Ahead of Mother’s Day, author of Everything is Perfect, Maxine Fawcett, shares how she has come to embrace the imperfections of motherhood.
I’ll never forget the first time I looked into my newborn son’s brown eyes. His warm naked body was on my chest, his eyes blinked slowly at me, and it was like he was trying to say,
‘I hope you’re going to be good at this!’
Bloody hell I thought. I hope so as well. He seemed so wise while I had no idea what I was doing. Was I going to get this right?
I used some of this memory in my debut novel Everything is Perfect. Cassandra Prince (as well as believing a widowed dad at her kids’ school is the answer to her problems) is struggling with memories of her childhood and her relationship with her own mother. She’s trying to do the best for her children, Ellie and Danny but constantly questions her choices as a mum in her struggle to be perfect.
A week after the birth of our son, we made it home. I ventured outdoors for brave walks to the beachfront with leaking and bleeding nipples and the obligatory dip in hormones that even my morning coffee couldn’t salvage. I took him to mothers group, a chance to swap war stories and make new friends. This did happen (two wonderful women who came to my book launch earlier this year) but there was also the other stuff.
‘Your son’s head looks strange on one side. Have you noticed?’ Is what one woman said to me on week two. I’d raced up the hill to our apartment (my c-section stitches bursting at the seams) and googled ‘baby head deformity’ before booking him in for an urgent appointment.
‘Your son’s head is totally normal,’ the doctor said. I’d exhaled (not sat next to that woman again) but the thought was still there. I’m failing at this. I should have taken him for a check-up before someone pointed it out! Then the questioning began. Why was their baby crawling while mine shuffled around on his bum? Wasn’t he meant to be talking by now? It’s okay, I’d tell myself in my sane moments. Every baby develops at a different pace, but the niggle would still be there. That I wasn’t doing a good enough job.

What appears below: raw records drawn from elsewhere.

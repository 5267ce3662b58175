mod file_config;

pub use file_config::{FileConfig, ProviderConfig};

use crate::provider::{GenerationOptions, DEFAULT_GEMINI_MODEL};
use crate::server::RequestsLoggingLevel;
use anyhow::{bail, Result};
use clap::ValueEnum;
use std::path::PathBuf;
use std::time::Duration;

/// Log file used when neither the CLI nor the config file names one.
pub const DEFAULT_LOG_FILE: &str = "api_requests.log";

/// Origins allowed by default: the local dev frontend and the deployed app.
pub const DEFAULT_ALLOWED_ORIGINS: [&str; 3] = [
    "http://localhost:5173",
    "http://127.0.0.1:5173",
    "https://swrlr.vercel.app",
];

pub fn default_allowed_origins() -> Vec<String> {
    DEFAULT_ALLOWED_ORIGINS
        .iter()
        .map(|s| s.to_string())
        .collect()
}

/// CLI arguments that can be used for config resolution.
/// This struct mirrors the CLI arguments that can be overridden by TOML config.
#[derive(Debug, Clone, Default)]
pub struct CliConfig {
    pub port: u16,
    pub log_file: PathBuf,
    pub logging_level: RequestsLoggingLevel,
    pub allowed_origins: Vec<String>,
}

#[derive(Debug, Clone)]
pub struct AppConfig {
    // Core settings
    pub port: u16,
    pub log_file: PathBuf,
    pub logging_level: RequestsLoggingLevel,
    pub allowed_origins: Vec<String>,

    // Provider settings (with defaults)
    pub provider: ProviderSettings,
}

impl AppConfig {
    /// Resolve configuration from CLI arguments and optional TOML file config.
    /// TOML values override CLI values where present.
    pub fn resolve(cli: &CliConfig, file_config: Option<FileConfig>) -> Result<Self> {
        let file = file_config.unwrap_or_default();

        // TOML overrides CLI for each field
        let port = file.port.unwrap_or(cli.port);

        let log_file = file
            .log_file
            .map(PathBuf::from)
            .unwrap_or_else(|| cli.log_file.clone());
        if log_file.as_os_str().is_empty() {
            bail!("log_file must not be empty");
        }

        let logging_level = file
            .logging_level
            .and_then(|s| parse_logging_level(&s))
            .unwrap_or_else(|| cli.logging_level.clone());

        let allowed_origins = match file.allowed_origins {
            Some(origins) => origins,
            None if cli.allowed_origins.is_empty() => default_allowed_origins(),
            None => cli.allowed_origins.clone(),
        };
        if allowed_origins.is_empty() {
            bail!("allowed_origins must not be empty");
        }

        // Provider settings - merge file config with defaults
        let provider_file = file.provider.unwrap_or_default();
        let provider = ProviderSettings {
            model: provider_file
                .model
                .unwrap_or_else(|| DEFAULT_GEMINI_MODEL.to_string()),
            base_url: provider_file.base_url,
            timeout_secs: provider_file.timeout_secs.unwrap_or(30),
            temperature: provider_file.temperature.unwrap_or(0.3),
            max_output_tokens: provider_file.max_output_tokens,
        };
        if provider.model.trim().is_empty() {
            bail!("provider model must not be empty");
        }
        if provider.timeout_secs == 0 {
            bail!("provider timeout_secs must be greater than zero");
        }

        Ok(Self {
            port,
            log_file,
            logging_level,
            allowed_origins,
            provider,
        })
    }
}

#[derive(Debug, Clone)]
pub struct ProviderSettings {
    pub model: String,
    pub base_url: Option<String>,
    pub timeout_secs: u64,
    pub temperature: f32,
    pub max_output_tokens: Option<u32>,
}

impl Default for ProviderSettings {
    fn default() -> Self {
        Self {
            model: DEFAULT_GEMINI_MODEL.to_string(),
            base_url: None,
            timeout_secs: 30,
            temperature: 0.3,
            max_output_tokens: None,
        }
    }
}

impl ProviderSettings {
    pub fn generation_options(&self) -> GenerationOptions {
        GenerationOptions {
            temperature: self.temperature,
            max_output_tokens: self.max_output_tokens,
            timeout: Duration::from_secs(self.timeout_secs),
        }
    }
}

/// Parses a logging level string into RequestsLoggingLevel.
/// Uses clap's ValueEnum trait for parsing.
fn parse_logging_level(s: &str) -> Option<RequestsLoggingLevel> {
    RequestsLoggingLevel::from_str(s, true).ok()
}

In the primary school years, the façade of what it means to be the ‘perfect’ mother continued.
‘We spend an hour a day doing sight words,’ is what one school mum said to me in kindy. My son was lucky if we spent ten minutes.
‘I hate karate,’ my oldest said. This came after years of me sitting watching him every week, full of encouragement and trying to get him to carry on.
‘I don’t like reading,’ said the other. When I’d patiently read to him every night from birth to the age of thirteen. I thought I’d succeeded with the reading thing, had given myself a mental high five but it seemed not.
I’ve uncovered and shown every part of myself since becoming a mum. At times the sensation is so raw, it’s like the skin has been stripped back to the bone. I’ve learnt about the horrible parts of myself, when I lose my patience and feel like my head is going to explode. Compared to the high of realising my empathy far surpasses what I thought it was.
Now my sons are teenagers, I’ve made peace with not being perfect – it’s an aspiration impossible to attain. My youngest will put on a silly voice making me laugh and my oldest will call from his latest outing just to check in. I know I’ve done and am doing the best I can. Like Cassie, I’ve come a long way. They’ve taught me who I am, and I wouldn’t change it for anything.